CHEWELAH — In the 1990s, writer/historian Jack Nisbet took part in a Forest Service walk from Chewelah to Kettle Falls, where participants discussed the history of the area’s tribal people – and highlighted the cultural and spiritual importance of the land.
On Saturday, those conversations were revisited at Mistequa Casino in Chewelah for the Fort Colvile Summit. Nearly 200 people took part in discussions about the Hudson’s Bay Company’s Fort Colvile and the fur trade that shaped the region.
The event was organized by Joe Barreca of The Heritage Network and moderated by Nisbet. It aimed to help Indigenous communities reclaim their history and preserve local stories. The summit is part of a series celebrating the 200th anniversary of Fort Colvile.
“There's a lot of heavy duty work that has to be done to preserve information, but being thrown into this has made me realize that you also need to get out there and educate people,” said Barreca during the event.
Barreca, The Heritage Network’s president, told Spokane Public Radio he became involved with the project three years ago and admitted he knew almost nothing about Fort Colvile at the time. After working with historians and Native community members, he wanted the summit to offer something valuable to everyone who came. He says he relates to the experience of having to uncover your own history after learning little about it growing up.
Barreca said he learned about the Hiroshima atomic bomb while sitting in his family’s basement bomb shelter. He says he was unaware that his father had been on Tinian Island maintaining B-52 radar used in missions over Japan.
“If I had known that, I would have had a totally different view of what World War II was like. We learned all of World War II in one day in eighth grade,” he said.
The little Emperor
Nancy Anderson, the great granddaughter of Alexander Caulfield Anderson, who was the chief trader in charge of Fort Colvile from 1848 to 1852, joined the event. She said she wrote her first book after researching his life.
Now she’s writing about George Simpson, a key figure in the Hudson’s Bay Company, and his travels through the Columbia District.
She said, in 1825, Simpson closed the fur-trading post Spokane House and ordered the construction of Fort Colvile, a new trading site.

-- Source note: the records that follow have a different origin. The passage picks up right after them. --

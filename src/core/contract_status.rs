//! Contract status classification - which raw contract statuses count as active.

use crate::{
    entities::{ContractStatus, contract_status},
    errors::{Error, Result},
};
use chrono::Utc;
use sea_orm::{QueryOrder, Set, prelude::*};
use std::collections::HashMap;
use tracing::info;

/// Creates the classification for `status`, or updates it if the status already exists.
pub async fn upsert_contract_status(
    db: &DatabaseConnection,
    status: &str,
    is_active: bool,
) -> Result<contract_status::Model> {
    let status = status.trim();
    if status.is_empty() {
        return Err(Error::Config {
            message: "Contract status cannot be empty".to_string(),
        });
    }

    let now = Utc::now().naive_utc();
    let existing = ContractStatus::find()
        .filter(contract_status::Column::Status.eq(status))
        .one(db)
        .await?;

    let stored = if let Some(current) = existing {
        let mut active_model: contract_status::ActiveModel = current.into();
        active_model.is_active = Set(is_active);
        active_model.updated_at = Set(now);
        active_model.update(db).await?
    } else {
        contract_status::ActiveModel {
            status: Set(status.to_string()),
            is_active: Set(is_active),
            updated_at: Set(now),
            ..Default::default()
        }
        .insert(db)
        .await?
    };

    info!(
        "Contract status '{}' classified as {}",
        stored.status,
        if stored.is_active { "active" } else { "inactive" }
    );
    Ok(stored)
}

/// Removes a classification. Contracts with that status count as inactive afterwards.
pub async fn delete_contract_status(db: &DatabaseConnection, id: i64) -> Result<()> {
    let result = ContractStatus::delete_by_id(id).exec(db).await?;
    if result.rows_affected == 0 {
        return Err(Error::ContractStatusNotFound { id });
    }
    Ok(())
}

/// All classifications ordered by status.
pub async fn list_contract_statuses<C>(db: &C) -> Result<Vec<contract_status::Model>>
where
    C: ConnectionTrait,
{
    ContractStatus::find()
        .order_by_asc(contract_status::Column::Status)
        .all(db)
        .await
        .map_err(Into::into)
}

/// Classification as a lookup map of `status -> is_active`.
pub async fn load_status_map<C>(db: &C) -> Result<HashMap<String, bool>>
where
    C: ConnectionTrait,
{
    Ok(list_contract_statuses(db)
        .await?
        .into_iter()
        .map(|row| (row.status, row.is_active))
        .collect())
}

#[cfg(test)]
mod tests {
    #![allow(clippy::unwrap_used)]
    use super::*;
    use crate::test_utils::*;

    #[tokio::test]
    async fn test_upsert_contract_status() -> Result<()> {
        let db = setup_test_db().await?;

        let created = upsert_contract_status(&db, "ativo", true).await?;
        let updated = upsert_contract_status(&db, " ativo ", false).await?;
        assert_eq!(created.id, updated.id);
        assert!(!updated.is_active);

        let result = upsert_contract_status(&db, "   ", true).await;
        assert!(matches!(result.unwrap_err(), Error::Config { message: _ }));
        Ok(())
    }

    #[tokio::test]
    async fn test_status_map_and_delete() -> Result<()> {
        let db = setup_test_db().await?;
        let ativo = upsert_contract_status(&db, "ativo", true).await?;
        upsert_contract_status(&db, "cancelado", false).await?;

        let map = load_status_map(&db).await?;
        assert_eq!(map.get("ativo"), Some(&true));
        assert_eq!(map.get("cancelado"), Some(&false));

        delete_contract_status(&db, ativo.id).await?;
        let statuses = list_contract_statuses(&db).await?;
        assert_eq!(statuses.len(), 1);
        assert_eq!(statuses[0].status, "cancelado");

        let result = delete_contract_status(&db, ativo.id).await;
        assert!(matches!(result.unwrap_err(), Error::ContractStatusNotFound { id: _ }));
        Ok(())
    }
}
//! Recompute orchestrator - rebuilds every actual of a year in one pass.
//!
//! A run walks `Idle -> ComputingBase -> ApplyingBaseOverrides -> ComputingDerived ->
//! ApplyingDerivedOverrides -> Persisting -> Done`. Configuration, aggregation and
//! dependency problems are collected per metric and month and never stop the run; the
//! values that did compute are still persisted. Persistence replaces the whole year in
//! a single transaction, so readers see either the previous snapshot or the new one.

use crate::{
    core::{
        aggregations::ReferenceData,
        base::{AggregatorRegistry, compute_base_metrics},
        derived::DerivedPlan,
        formula::MAX_LOOKBACK_MONTHS,
        metrics::RegistrySnapshot,
        override_applier::apply_overrides,
        overrides::list_overrides_between,
        period::Period,
        state::record_last_recompute,
        values::ValueTable,
    },
    entities::{MetricActual, MetricKind, ValueSource, metric_actual},
    errors::{Error, Result},
};
use chrono::{NaiveDateTime, Utc};
use sea_orm::{Set, TransactionTrait, prelude::*};
use serde::Serialize;
use std::collections::HashMap;
use std::fmt;
use std::ops::RangeInclusive;
use std::sync::{Arc, Mutex as StdMutex};
use tokio::sync::Mutex;
use tracing::{debug, error, info, instrument};

/// Rows per multi-row insert, well under SQLite's bound-parameter limit.
const INSERT_CHUNK_SIZE: usize = 500;

/// Category of a problem found during a run
#[derive(Debug, Clone, Copy, PartialEq, Eq, Serialize)]
#[serde(rename_all = "lowercase")]
pub enum RecomputeErrorKind {
    /// Bad definition: unparseable formula, unknown reference, cycle, missing aggregation
    Configuration,
    /// An aggregation could not produce a value from raw data
    Aggregation,
    /// A formula input was missing or failed
    Dependency,
    /// The results could not be written; nothing from the run was kept
    Persistence,
}

impl RecomputeErrorKind {
    const fn label(self) -> &'static str {
        match self {
            Self::Configuration => "configuration",
            Self::Aggregation => "aggregation",
            Self::Dependency => "dependency",
            Self::Persistence => "persistence",
        }
    }
}

/// One problem found during a run
#[derive(Debug, Clone, PartialEq, Eq, Serialize)]
#[serde(rename_all = "camelCase")]
pub struct RecomputeError {
    /// Error category
    pub kind: RecomputeErrorKind,
    /// Metric concerned, absent for run-wide failures
    pub metric_key: Option<String>,
    /// Month concerned, absent when the problem applies to every month
    pub month: Option<u32>,
    /// Human readable description
    pub message: String,
}

impl RecomputeError {
    /// Creates an error record.
    pub fn new(
        kind: RecomputeErrorKind,
        metric_key: Option<&str>,
        month: Option<u32>,
        message: impl Into<String>,
    ) -> Self {
        Self {
            kind,
            metric_key: metric_key.map(str::to_string),
            month,
            message: message.into(),
        }
    }
}

impl fmt::Display for RecomputeError {
    fn fmt(&self, f: &mut fmt::Formatter<'_>) -> fmt::Result {
        write!(f, "[{}]", self.kind.label())?;
        if let Some(key) = &self.metric_key {
            write!(f, " {key}")?;
        }
        if let Some(month) = self.month {
            write!(f, " (month {month})")?;
        }
        write!(f, ": {}", self.message)
    }
}

/// Overall outcome of a run
#[derive(Debug, Clone, Copy, PartialEq, Eq, Serialize)]
#[serde(rename_all = "lowercase")]
pub enum RecomputeStatus {
    /// Everything computed and persisted
    Success,
    /// Persisted, but some metrics or months failed
    Partial,
    /// Nothing was persisted
    Failed,
}

/// Summary returned by [`RecomputeEngine::recompute`]
#[derive(Debug, Clone, PartialEq, Serialize)]
#[serde(rename_all = "camelCase")]
pub struct RecomputeResult {
    /// True iff `errors` is empty
    pub success: bool,
    /// Success, partial or failed
    pub status: RecomputeStatus,
    /// Year that was recomputed
    pub year: i32,
    /// Base `(month, metric)` pairs computed for the year
    pub base_metrics_computed: usize,
    /// Derived `(month, metric)` pairs computed for the year
    pub derived_metrics_computed: usize,
    /// `(month, metric)` pairs of the year whose value came from an override
    pub overrides_applied: usize,
    /// Everything that went wrong
    pub errors: Vec<RecomputeError>,
}

#[derive(Debug, Clone, Copy, PartialEq, Eq)]
enum Phase {
    Idle,
    ComputingBase,
    ApplyingBaseOverrides,
    ComputingDerived,
    ApplyingDerivedOverrides,
    Persisting,
    Done(RecomputeStatus),
}

impl Phase {
    fn advance(&mut self, next: Self, year: i32) {
        debug!("Recompute {year}: {self:?} -> {next:?}");
        *self = next;
    }
}

/// Runs recomputes against one database, one run per year at a time
#[derive(Debug, Clone)]
pub struct RecomputeEngine {
    db: DatabaseConnection,
    aggregators: Arc<AggregatorRegistry>,
    year_locks: Arc<StdMutex<HashMap<i32, Arc<Mutex<()>>>>>,
}

impl RecomputeEngine {
    /// An engine using the built-in aggregations.
    #[must_use]
    pub fn new(db: DatabaseConnection) -> Self {
        Self::with_aggregators(db, AggregatorRegistry::with_builtins())
    }

    /// An engine using a custom set of base aggregations.
    #[must_use]
    pub fn with_aggregators(db: DatabaseConnection, aggregators: AggregatorRegistry) -> Self {
        Self {
            db,
            aggregators: Arc::new(aggregators),
            year_locks: Arc::default(),
        }
    }

    /// The connection the engine reads from and writes to.
    #[must_use]
    pub const fn connection(&self) -> &DatabaseConnection {
        &self.db
    }

    fn year_lock(&self, year: i32) -> Result<Arc<Mutex<()>>> {
        let mut locks = self
            .year_locks
            .lock()
            .map_err(|e| Error::LockPoisoned(e.to_string()))?;
        // Only the map holds an idle lock.
        locks.retain(|_, lock| Arc::strong_count(lock) > 1);
        Ok(Arc::clone(locks.entry(year).or_default()))
    }

    /// Recomputes every active metric for the twelve months of `year` and replaces the
    /// persisted actuals of that year.
    ///
    /// Concurrent calls for the same year run one after the other. Returns `Err` only
    /// when the inputs cannot be loaded; every other problem is reported in the result.
    #[instrument(skip(self))]
    pub async fn recompute(&self, year: i32) -> Result<RecomputeResult> {
        let lock = self.year_lock(year)?;
        let _guard = lock.lock().await;

        let run_at = Utc::now().naive_utc();
        let mut phase = Phase::Idle;
        info!("Recomputing metrics for {year}");

        let registry = RegistrySnapshot::load(&self.db).await?;
        let plan = DerivedPlan::build(&registry);

        let first = Period::new(year, 1)?;
        let last = Period::new(year, 12)?;
        let lookback = i32::try_from(plan.lookback_months())
            .unwrap_or(MAX_LOOKBACK_MONTHS)
            .min(MAX_LOOKBACK_MONTHS);
        let window_start = first.offset(-lookback);
        let periods: Vec<Period> = (0..lookback + 12)
            .map(|index| window_start.offset(index))
            .collect();

        let data = ReferenceData::load(&self.db, window_start, last).await?;
        let overrides = list_overrides_between(&self.db, window_start.year(), year).await?;

        let mut table = ValueTable::new();
        if window_start < first {
            let loaded =
                load_prior_derived(&self.db, &registry, &(window_start..=first.offset(-1)), &mut table)
                    .await?;
            debug!("Loaded {loaded} derived actual(s) from before {first}");
        }

        let mut errors = Vec::new();

        phase.advance(Phase::ComputingBase, year);
        let base = compute_base_metrics(
            &registry,
            &self.aggregators,
            &data,
            &periods,
            year,
            &mut table,
        );
        errors.extend(base.errors);

        phase.advance(Phase::ApplyingBaseOverrides, year);
        let mut overrides_applied = apply_overrides(
            &mut table,
            &overrides,
            &registry.keys_of(MetricKind::Base),
            &(window_start..=last),
            year,
        );

        phase.advance(Phase::ComputingDerived, year);
        errors.extend(plan.errors().iter().cloned());
        let derived = plan.evaluate_year(&mut table, year);
        errors.extend(derived.errors);

        phase.advance(Phase::ApplyingDerivedOverrides, year);
        overrides_applied += apply_overrides(
            &mut table,
            &overrides,
            &registry.keys_of(MetricKind::Derived),
            &(first..=last),
            year,
        );

        phase.advance(Phase::Persisting, year);
        let rows = actual_rows(&table, year, run_at);
        let row_count = rows.len();
        let status = match self.persist(year, rows, run_at).await {
            Ok(()) if errors.is_empty() => RecomputeStatus::Success,
            Ok(()) => RecomputeStatus::Partial,
            Err(err) => {
                error!("Persisting actuals for {year} failed, previous snapshot kept: {err}");
                errors.push(RecomputeError::new(
                    RecomputeErrorKind::Persistence,
                    None,
                    None,
                    err.to_string(),
                ));
                RecomputeStatus::Failed
            }
        };
        phase.advance(Phase::Done(status), year);

        let result = RecomputeResult {
            success: errors.is_empty(),
            status,
            year,
            base_metrics_computed: base.computed,
            derived_metrics_computed: derived.computed,
            overrides_applied,
            errors,
        };
        info!(
            "Recompute {year} finished ({:?}): {} base, {} derived, {} overrides, {} row(s), {} error(s)",
            result.status,
            result.base_metrics_computed,
            result.derived_metrics_computed,
            result.overrides_applied,
            row_count,
            result.errors.len()
        );

        Ok(result)
    }

    async fn persist(
        &self,
        year: i32,
        rows: Vec<metric_actual::ActiveModel>,
        run_at: NaiveDateTime,
    ) -> Result<()> {
        let txn = self.db.begin().await?;

        let removed = MetricActual::delete_many()
            .filter(metric_actual::Column::Year.eq(year))
            .exec(&txn)
            .await?;
        for chunk in rows.chunks(INSERT_CHUNK_SIZE) {
            MetricActual::insert_many(chunk.iter().cloned())
                .exec_without_returning(&txn)
                .await?;
        }
        record_last_recompute(&txn, year, run_at).await?;

        txn.commit().await?;
        debug!(
            "Replaced {} actual(s) of {year} with {}",
            removed.rows_affected,
            rows.len()
        );
        Ok(())
    }
}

During a journey from 1828 to 1829, Simpson traveled up the Columbia River, stopping for a brief stay at Fort Colvile. He was focused mainly on the Snake River trappers, who were independent fur traders operating in the region, she said.
In 1841, Simpson crossed the Canadian Prairies from Red River, a fur-trading hub in what is now Manitoba, to the Rocky Mountains and was accompanied by a group of “interesting” men.
“One of these men was a Russian; an officer heading for Sitka by an arrangement between the governor himself (Simpson) and the Russian American Fur Company,” Anderson said. “From the mountain Simpson arrived at Fort Colvile on August the 17th with their clothes all shattered and their hats broken.”
“It's hard to imagine Simpson not looking and dressing like the little Emperor he was, but he certainly did not on this occasion,” she continued.
Anderson emphasized each of these journeys made significant changes to the territory and is the reason why she is exploring this history.
“This complicated regional history is keeping me very busy, and will do so for a few more years, I think,” she said.
Andrew Perkins also spoke at the event, sharing his personal and family history and how it shaped the book he co-authored. Perkins, who’s a superintendent in Washington’s Thorp School District, said he was born and raised in Walla Walla. His father was a Colville tribal elder from Chenexta Sinixt, Arrow Lakes.
Growing up, Perkins said he spent much of his time listening to the elders in his community, absorbing their stories and wisdom. He joked that he also spent plenty of time fishing or trying his luck at the casino.
However, after tragedy struck his family, he helped finish a book called, “Shadow Top of Doc Perkins.”
In it, Perkins mentions Peter Perkins, his great-great-grandfather, who served as a translator for Chief Hawkin during the period when the Colville Tribe lost the northern half of its land to the U.S. government in 1892. That cut the reservation’s size in half and opened the land to non-Native settlement.
“I decided to put it in the book so that it wasn't lost for my kids, because it's being lost,” Perkins said.
At the Fort Colvile Summit, several other historians gave presentations and shared insights into their family histories.
Nisbet emphasized the importance of preserving and passing down historical memory.
He recalls when he went on his walk 30 years ago, multiple elders took part, including Pauline Flett, the late Spokane Tribal elder and linguist celebrated for her vital work in preserving and revitalizing the Spokane Salish language, and Charles Quintasket, a Sinixt elder who helped preserve his people’s stories and language.
All the stories that live on between the people in the room, he said, is why this was needed.
“(The walk from Chewelah to Kettle Falls) was an amazing event, but I didn't understand at the time how it would resonate with all these descendants and everybody that’s here today,” Nisbet said.